My favorite works by Zweig are first "Mendel the Bibliophile", then Chess, and The Post Office Girl
There are still several days left in German Literature Month IV. Lots of time left to participate. There are already over a hundred posts, reading through them is much like a fine class in German literature at a top academy.
The schedule and guidelines for participation are on the event webpage. Just reading the posts of all the other participants is tremendously informative. There is an interesting contest or two and some prizes to be won. One of the tasks participants are charged with is reading a work first published in 2014 and this collection qualifies.
I am very happy to be once again participating in German Literature Month, hosted by Caroline of Beauty is a Sleeping Cat and Lizzy of Lizzy's Literary Life. Events like this are one of the great things about being part of the international book blog community. I know there is a lot of work that goes into a month long event and I offer my thanks to Lizzy and Caroline
Works I have so far read for German Literature Month 2014
1. Siddhartha by Hermann Hesse
2. Gertrude by Hermann Hesse
3. "Diary of a School Boy" by Robert Walser (no post)
4. Steppenwolf by Herman Hesse
5. Burning Secret by Stefan Zweig 1925
6. Life Goes On by Hans Keilson
7. Comedy in a Minor Key by Hans Keilson
8. "The Wall" by Jurek Becker
9. "Romeo" by Jurek Becker
10. "The Invisible City" by Jurek Becker.
11. Wittgenstein's Nephew by Thomas Bernhard
12. "Dostoevsky's Idiot" by Robert Walser
13. "French Newspapers" by Robert Wasler
14. Jakob the Lier by Jurek Becker
15. The Trial by Franz Kafka 1915,
16. "The Seamstress" by Rainer Maria Rilke 1894
17. "The Experiement or the Victory of Children" by Unica Zürn 1950
18. "The Star Above the Forest" by Stefan Zweig. 1924
19. "Saint Cecilia or the Power of Music" by Heinrich von Kleist 1810
20. Amok by Stefan Zweig 1923
21. Concrete 1982
22. "Kleist in Thun" by Robert Walser 1913
23. "Incident at Lake Geneva" by Stefan Zweig (1924)

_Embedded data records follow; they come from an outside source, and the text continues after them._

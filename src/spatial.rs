//! Rent attribution for traffic observations.
//!
//! Each observation's point is matched against the neighborhood bounding
//! boxes in feed order; the first box containing the point supplies the rent.

use geo::Point;
use tracing::{debug, info};

use crate::error::ParseError;
use crate::feed::{EnrichedObservation, NeighborhoodRegion, Observation};

/// Parses a `POINT (lon lat)` geometry into `(lat, lon)`, each rounded to
/// three decimals.
///
/// # Errors
///
/// Returns [`ParseError::Geometry`] unless the text is the `POINT` keyword
/// followed by exactly two numbers in parentheses.
pub fn parse_point(geometry: &str) -> Result<(f64, f64), ParseError> {
    let malformed = || ParseError::Geometry(geometry.to_string());

    let inner = geometry
        .trim()
        .strip_prefix("POINT")
        .map(str::trim)
        .and_then(|rest| rest.strip_prefix('('))
        .and_then(|rest| rest.strip_suffix(')'))
        .ok_or_else(malformed)?;

    let mut parts = inner.split_whitespace();
    let (Some(lon), Some(lat), None) = (parts.next(), parts.next(), parts.next()) else {
        return Err(malformed());
    };

    let lon: f64 = lon.parse().map_err(|_| malformed())?;
    let lat: f64 = lat.parse().map_err(|_| malformed())?;
    if !lat.is_finite() || !lon.is_finite() {
        return Err(malformed());
    }

    Ok((round3(lat), round3(lon)))
}

/// Rounds to three decimals through decimal formatting, so near-ties resolve
/// on the exact binary value rather than on `x * 1000.0`.
pub fn round3(value: f64) -> f64 {
    format!("{value:.3}").parse().unwrap_or(value)
}

/// Ordered collection of neighborhood regions.
pub struct NeighborhoodIndex {
    regions: Vec<NeighborhoodRegion>,
}

impl NeighborhoodIndex {
    pub fn new(regions: Vec<NeighborhoodRegion>) -> Self {
        Self { regions }
    }

    pub fn len(&self) -> usize {
        self.regions.len()
    }

    pub fn is_empty(&self) -> bool {
        self.regions.is_empty()
    }

    /// The first region whose bounding box contains the point.
    ///
    /// Regions are assumed disjoint; if two overlap, the earlier one wins.
    #[must_use]
    pub fn region_at(&self, lat: f64, lon: f64) -> Option<&NeighborhoodRegion> {
        self.region_containing(&Point::new(lon, lat))
    }

    fn region_containing(&self, point: &Point<f64>) -> Option<&NeighborhoodRegion> {
        self.regions.iter().find(|r| r.contains(point))
    }

    #[must_use]
    pub fn rent_at(&self, lat: f64, lon: f64) -> Option<f64> {
        self.region_at(lat, lon).map(|r| r.rent)
    }

    /// Attaches a rent to every observation. Unmatched points get `None`.
    #[tracing::instrument(skip_all, fields(observations = observations.len(), regions = self.regions.len()))]
    pub fn assign(&self, observations: Vec<Observation>) -> Vec<EnrichedObservation> {
        let mut unassigned = 0usize;

        let enriched: Vec<_> = observations
            .into_iter()
            .map(|observation| {
                let rent = self.region_containing(&observation.location()).map(|r| r.rent);
                if rent.is_none() {
                    unassigned += 1;
                    debug!(
                        site_id = %observation.site_id,
                        lat = observation.latitude,
                        lon = observation.longitude,
                        "No neighborhood contains observation"
                    );
                }
                EnrichedObservation {
                    observation,
                    rent_per_unit_area: rent,
                }
            })
            .collect();

        info!(
            assigned = enriched.len() - unassigned,
            unassigned, "Rent assignment complete"
        );

        enriched
    }
}
//! Feed source loading: local files or HTTP(S) URLs.

mod basic;
mod client;

pub use basic::BasicClient;
pub use client::HttpClient;

use anyhow::{Context, Result};
use tracing::debug;

/// Fetches the body of `url` with a GET request.
///
/// # Errors
///
/// Fails on an unparsable URL, a transport error, or a non-success status.
pub async fn fetch_bytes<C: HttpClient>(client: &C, url: &str) -> Result<Vec<u8>> {
    let req = reqwest::Request::new(reqwest::Method::GET, url.parse()?);

    let resp = client.execute(req).await?.error_for_status()?;
    Ok(resp.bytes().await?.to_vec())
}

/// Loads feed data from a local file path or fetches it over HTTP.
#[tracing::instrument(skip(client))]
pub async fn load_source<C: HttpClient>(client: &C, source: &str) -> Result<Vec<u8>> {
    let bytes = if source.starts_with("http://") || source.starts_with("https://") {
        fetch_bytes(client, source)
            .await
            .with_context(|| format!("failed to fetch {source}"))?
    } else {
        std::fs::read(source).with_context(|| format!("failed to read {source}"))?
    };

    debug!(bytes = bytes.len(), "Source loaded");
    Ok(bytes)
}

#[cfg(test)]
mod tests {
    use super::*;
    use std::env;
    use std::fs;

    #[tokio::test]
    async fn test_load_source_reads_local_file() {
        let path = format!("{}/storefront_planner_test_source.json", env::temp_dir().display());
        fs::write(&path, b"{}").unwrap();

        let bytes = load_source(&BasicClient::new(), &path).await.unwrap();
        assert_eq!(bytes, b"{}");

        fs::remove_file(&path).unwrap();
    }

    #[tokio::test]
    async fn test_load_source_missing_file_names_path() {
        let err = load_source(&BasicClient::new(), "/nonexistent/storefront_planner.csv")
            .await
            .unwrap_err();
        assert!(err.to_string().contains("/nonexistent/storefront_planner.csv"));
    }
}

I enjoy reading Stefan Zweig. One of his gifts was a great talent for story telling. "Incident at Lake Geneva" is the first set in time of World War One story I have read by Zweig. It really is a good very moving compassionate story about a lost Russian solider who is found naked on a raft in Lake Geneva in Switzerland by fisherman. He cannot understand him, he keeps saying over and over a word I guessed was "Russia". At first all the villagers take him for a mad man, talking gibberish. Then they bring in a man who knows a bit of several languages, including Russian. Once commutation is established we learn he had been drafted into the Russian army to fight in France. He was transported all the way from his home in Siberia. On the first day in France he is shot in the leg. While in a field hospital he asks where Russia was and they point toward Lake Geneva. He knows nothing of the world outside of his village and thought Russia was on the other side of the lake.m He wants only to get back to his wife and children. He is put up temporarily in a hotel after much debate about what to do with him. He asks when can he go home and is told "after the war and only God knows when that will be". Boris's last hope is to appeal to the Czar.
Boris has no idea what "disposed" means but now his last hope is crushed. The next day he is founded dead in the lake, drowning in an effort to get back to Russia.
3 comments:
That's a short story by Zweig that I didn't know- and I currently live on the shores of Lake Geneva, so very appropriate read! Thanks for bringing it to my attention - that's why I love events such as German Lit Month!
Any Rilke on the list?
He's the Mozart of poets.
Marina Sofia - this story will be very, I thing, meaningful for you.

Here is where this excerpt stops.